Task instructions - Each entry below is to be duplicated verbatim.

(Dataset entries)

-=-=-

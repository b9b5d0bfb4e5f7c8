//! Tabular row reading.
//!
//! The loader only sees rows of cell strings; tokenizing is delegated to a
//! [`SheetReader`]. [`TsvReader`] is the default.

use std::path::Path;

use tabby_shared::{Result, TabbyError};

/// Supplies the raw rows of a sheet file.
pub trait SheetReader {
    /// Read all non-comment, non-blank rows of `path`.
    fn read_rows(&self, path: &Path) -> Result<Vec<Vec<String>>>;
}

/// Tab-separated reader: no quoting, variable row lengths, `#` comment lines.
#[derive(Debug, Clone, Copy, Default)]
pub struct TsvReader;

impl SheetReader for TsvReader {
    fn read_rows(&self, path: &Path) -> Result<Vec<Vec<String>>> {
        let file = std::fs::File::open(path).map_err(|e| TabbyError::io(path, e))?;
        let mut reader = csv::ReaderBuilder::new()
            .delimiter(b'\t')
            .has_headers(false)
            .flexible(true)
            .quoting(false)
            .comment(Some(b'#'))
            .from_reader(file);

        let mut rows = Vec::new();
        for record in reader.records() {
            let record = record.map_err(|e| TabbyError::sheet(path, e.to_string()))?;
            if record.iter().all(str::is_empty) {
                continue;
            }
            rows.push(record.iter().map(str::to_string).collect());
        }
        Ok(rows)
    }
}

#[cfg(test)]
mod tests {
    use super::*;
    use pretty_assertions::assert_eq;

    #[test]
    fn reads_ragged_rows_and_skips_comments() {
        let tmp = tempfile::tempdir().unwrap();
        let path = tmp.path().join("authors.tsv");
        std::fs::write(
            &path,
            "# authors of the dataset\nname\temail\n\nJane \"JD\" Doe\tjane@example.com\textra\n\t\t\nJohn\n",
        )
        .unwrap();

        let rows = TsvReader.read_rows(&path).unwrap();
        assert_eq!(
            rows,
            vec![
                vec!["name".to_string(), "email".to_string()],
                vec![
                    "Jane \"JD\" Doe".to_string(),
                    "jane@example.com".to_string(),
                    "extra".to_string()
                ],
                vec!["John".to_string()],
            ]
        );
    }

    #[test]
    fn missing_sheet_is_an_io_error() {
        let tmp = tempfile::tempdir().unwrap();
        let err = TsvReader.read_rows(&tmp.path().join("nope.tsv")).unwrap_err();
        assert!(matches!(err, TabbyError::Io { .. }));
    }
}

-=-=-

Solution for this exercise -
repository b9b5d0bfb4e5f7c8
//! Tabular row reading.
//!
//! The loader only sees rows of cell strings; tokenizing is delegated to a
//! [`SheetReader`]. [`TsvReader`] is the default.

use std::path::Path;

use tabby_shared::{Result, TabbyError};

/// Supplies the raw rows of a sheet file.
pub trait SheetReader {
    /// Read all non-comment, non-blank rows of `path`.
    fn read_rows(&self, path: &Path) -> Result<Vec<Vec<String>>>;
}

/// Tab-separated reader: no quoting, variable row lengths, `#` comment lines.
#[derive(Debug, Clone, Copy, Default)]
pub struct TsvReader;

impl SheetReader for TsvReader {
    fn read_rows(&self, path: &Path) -> Result<Vec<Vec<String>>> {
        let file = std::fs::File::open(path).map_err(|e| TabbyError::io(path, e))?;
        let mut reader = csv::ReaderBuilder::new()
            .delimiter(b'\t')
            .has_headers(false)
            .flexible(true)
            .quoting(false)
            .comment(Some(b'#'))
            .from_reader(file);

        let mut rows = Vec::new();
        for record in reader.records() {
            let record = record.map_err(|e| TabbyError::sheet(path, e.to_string()))?;
            if record.iter().all(str::is_empty) {
                continue;
            }
            rows.push(record.iter().map(str::to_string).collect());
        }
        Ok(rows)
    }
}

#[cfg(test)]
mod tests {
    use super::*;
    use pretty_assertions::assert_eq;

    #[test]
    fn reads_ragged_rows_and_skips_comments() {
        let tmp = tempfile::tempdir().unwrap();
        let path = tmp.path().join("authors.tsv");
        std::fs::write(
            &path,
            "# authors of the dataset\nname\temail\n\nJane \"JD\" Doe\tjane@example.com\textra\n\t\t\nJohn\n",
        )
        .unwrap();

        let rows = TsvReader.read_rows(&path).unwrap();
        assert_eq!(
            rows,
            vec![
                vec!["name".to_string(), "email".to_string()],
                vec![
                    "Jane \"JD\" Doe".to_string(),
                    "jane@example.com".to_string(),
                    "extra".to_string()
                ],
                vec!["John".to_string()],
            ]
        );
    }

    #[test]
    fn missing_sheet_is_an_io_error() {
        let tmp = tempfile::tempdir().unwrap();
        let err = TsvReader.read_rows(&tmp.path().join("nope.tsv")).unwrap_err();
        assert!(matches!(err, TabbyError::Io { .. }));
    }
}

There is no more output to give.